California has a statute on DNA testing, Penal Code § 1405.  The state court found Cooper did not qualify, finding among other things that the tests Cooper wants would not be any better than the ones already done.  Instead of seeking review up the appellate chain, Cooper ran over to federal court and filed a civil rights suit under 42 U.S.C. §1983.  Can you use a federal civil suit as a de facto appeal from a state court decision in this manner?  No, the Ninth Circuit decided yesterday in Cooper v. Ramos, No. 11-57144.

The Rooker-Feldman doctrine instructs that federal district courts are without jurisdiction to hear direct appeals from the judgments of state courts. Congress, in 28 U.S.C. § 1257, vests the United States Supreme Court, not the lower federal courts, with appellate jurisdiction over state court judgments. Lance v. Dennis, 546 U.S. 459, 463 (2006) (per curiam). Accordingly, "[r]eview of such judgments may be had only in [the Supreme] Court." District of Columbia Court of Appeals v.

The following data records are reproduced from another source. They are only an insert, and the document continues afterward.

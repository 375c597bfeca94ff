//! Error types for Line Rank

use thiserror::Error;

/// Line Rank error type
#[derive(Error, Debug)]
pub enum Error {
    /// Document bytes are not valid UTF-8
    #[error("Encoding error: {0}")]
    Encoding(#[from] std::str::Utf8Error),

    /// Serialization error
    #[error("Serialization error: {0}")]
    Serialization(#[from] serde_json::Error),

    /// Unknown or malformed option value
    #[error("Invalid option: {0}")]
    InvalidOption(String),
}

/// Result type alias for Line Rank operations
pub type Result<T> = std::result::Result<T, Error>;

/// Borrow caller-supplied bytes as document text.
///
/// The bytes are not copied; the returned `&str` points into `bytes`.
pub fn decode_document(bytes: &[u8]) -> Result<&str> {
    Ok(std::str::from_utf8(bytes)?)
}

Feldman, 460 U.S. 462, 482 (1983). The doctrine bars a district court from exercising jurisdiction not only over an action explicitly styled as a direct appeal, but also over the "de facto equivalent" of such an appeal. Noel v. Hall, 341 F.3d 1148, 1155 (9th Cir. 2003).

The opinion is by Judge McKeown, with Judges Gould and Tallman concurring.

Update:  Richard DeAtley has this article in the San Bernardino Press-Enterprise.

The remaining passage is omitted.